Michael Bauwens’ essay describes the emergence, or expansion, of a specific type of relational dynamic, which I call peer to peer. It’s a form of human network-based organisation which rests upon the free participation of equipotent partners, engaged in the production of common resources, without recourse to monetary compensation as key motivating factor, and not organized according to hierarchical methods of command and control. This format is emerging throughout the social field: as a format of technology (the point to point internet, filesharing, grid computing, the Writeable Web initiatives, blogs), as a third mode of production which is also called Commons-based peer production (neither centrally planned nor profit-driven), producing hardware, software (often called Free Libre Open Sources Software or FLOSS) and intellectual and cultural resources (wetware) that are of great value to humanity (GNU/Linux, Wikipedia), and as a general mode of knowledge exchange and collective learning which is massively practiced on the internet. It also emerges as new organizational formats in politics, spirituality; as a new ‘culture of work’. This essay thus traces the expansion of this format, seen as a “isomorphism” (= having the same format), in as many fields as possible. But it does more than that: it tries to provide an explanatory framework of why it is emerging now, and how it fits in a wider evolutionary framework.

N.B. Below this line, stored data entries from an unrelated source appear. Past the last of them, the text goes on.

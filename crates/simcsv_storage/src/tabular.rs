#![forbid(unsafe_code)]

//! `FieldName,FieldValue[,...]` tabular codec, record-set digest and the audit
//! report writer.

use std::fs;
use std::io;
use std::path::Path;

use sha2::{Digest, Sha256};
use simcsv_kernel_contracts::field::{
    FieldName, FieldRecord, RecordSet, COMMENT_PREFIX, FIELD_NAME_COLUMN, FIELD_VALUE_COLUMN,
};
use simcsv_kernel_contracts::outcome::{ReportRow, REPORT_COLUMNS};
use simcsv_kernel_contracts::ContractViolation;
use thiserror::Error;
use tracing::debug;

#[derive(Debug, Error)]
pub enum TabularError {
    #[error("tabular file '{0}' does not exist")]
    NotFound(String),
    #[error("csv error: {0}")]
    Csv(#[from] csv::Error),
    #[error("io error: {0}")]
    Io(#[from] io::Error),
    #[error("missing required column {0}")]
    MissingColumn(&'static str),
    #[error("row {row}: {violation}")]
    Row {
        row: usize,
        violation: ContractViolation,
    },
    #[error("record set rejected: {0}")]
    Contract(#[from] ContractViolation),
}

/// Spaces are dropped from every cell.
fn normalize_cell(raw: &str) -> String {
    raw.replace(' ', "")
}

pub fn parse_record_set(bytes: &[u8]) -> Result<RecordSet, TabularError> {
    let mut reader = csv::ReaderBuilder::new()
        .flexible(true)
        .trim(csv::Trim::Headers)
        .from_reader(bytes);

    let headers: Vec<String> = reader.headers()?.iter().map(str::to_string).collect();
    let name_idx = headers
        .iter()
        .position(|h| h == FIELD_NAME_COLUMN)
        .ok_or(TabularError::MissingColumn(FIELD_NAME_COLUMN))?;
    let value_idx = headers
        .iter()
        .position(|h| h == FIELD_VALUE_COLUMN)
        .ok_or(TabularError::MissingColumn(FIELD_VALUE_COLUMN))?;
    let extra_idx: Vec<usize> = (0..headers.len())
        .filter(|&i| i != name_idx && i != value_idx)
        .collect();
    let extra_columns: Vec<String> = extra_idx.iter().map(|&i| headers[i].clone()).collect();

    let mut records = Vec::new();
    for (i, row) in reader.records().enumerate() {
        let row = row?;
        let cell = |idx: usize| normalize_cell(row.get(idx).unwrap_or(""));
        let name = cell(name_idx);
        if name.starts_with(COMMENT_PREFIX) {
            continue;
        }
        // Header is line 1.
        let line = i + 2;
        let name = FieldName::new(name).map_err(|violation| TabularError::Row {
            row: line,
            violation,
        })?;
        let value = cell(value_idx).to_lowercase();
        let extra = extra_idx.iter().map(|&idx| cell(idx)).collect();
        records.push(FieldRecord::with_extra(name, value, extra));
    }
    let set = RecordSet::new(extra_columns, records)?;
    debug!(fields = set.len(), "tabular record set parsed");
    Ok(set)
}

pub fn read_record_set_file(path: &Path) -> Result<RecordSet, TabularError> {
    if !path.exists() {
        return Err(TabularError::NotFound(path.display().to_string()));
    }
    parse_record_set(&fs::read(path)?)
}

pub fn serialize_record_set(set: &RecordSet) -> Result<Vec<u8>, TabularError> {
    let mut writer = csv::Writer::from_writer(Vec::new());
    let mut header = vec![FIELD_NAME_COLUMN, FIELD_VALUE_COLUMN];
    header.extend(set.extra_columns().iter().map(String::as_str));
    writer.write_record(&header)?;
    for record in set {
        let mut row = vec![record.name.as_str(), record.value.as_str()];
        row.extend(record.extra.iter().map(String::as_str));
        writer.write_record(&row)?;
    }
    writer.into_inner().map_err(|e| TabularError::Io(e.into_error()))
}

/// SHA-256 over the canonical serialization, lowercase hex.
pub fn record_set_digest(set: &RecordSet) -> Result<String, TabularError> {
    let bytes = serialize_record_set(set)?;
    Ok(hex::encode(Sha256::digest(&bytes)))
}

pub fn write_report<W: io::Write>(out: W, rows: &[ReportRow]) -> Result<(), TabularError> {
    let mut writer = csv::Writer::from_writer(out);
    writer.write_record(REPORT_COLUMNS)?;
    for row in rows {
        writer.write_record([
            row.field_name.as_str(),
            row.field_value.as_str(),
            row.value_on_card.as_str(),
            row.differences(),
        ])?;
    }
    writer.flush()?;
    Ok(())
}

pub fn write_report_file(path: &Path, rows: &[ReportRow]) -> Result<(), TabularError> {
    if let Some(parent) = path.parent() {
        if !parent.as_os_str().is_empty() {
            fs::create_dir_all(parent)?;
        }
    }
    write_report(fs::File::create(path)?, rows)
}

Praise for Michael Bauwens essay by Chris Stewart, Integral Foresight Institute:
“What Michael Bauwens has achieved in a very short space fullfills the same function as the Communist Manifesto once did: a call for a worldwide movement for social and political change, firmly rooted in the objective and subjective changes of contempary society, and articulated as a practical and insightful model of human value and power relations that is ahead of its time. If we listen more carefully to Bauwens than we ever did Marx, however, it just might lead to a smooth evolution for humanity rather than revolution, or at worst, destruction. Bauwens has traced out real contours of hope for Western civilization. His presentation of a P2P perspective includes a clear theory of human power and value relations, a practical appreciation of its relationship to the current orthodoxy, and an inspiring vision for viable, sustainable, and desirable futures. Just as Bauwens notes the limited social acceptance of Marx at the time of his writing, it may well be that in years to come Bauwens’s articulate and deeply considered insights will not only be as profoundly influential and valuable but, crucially, a lot more workable.”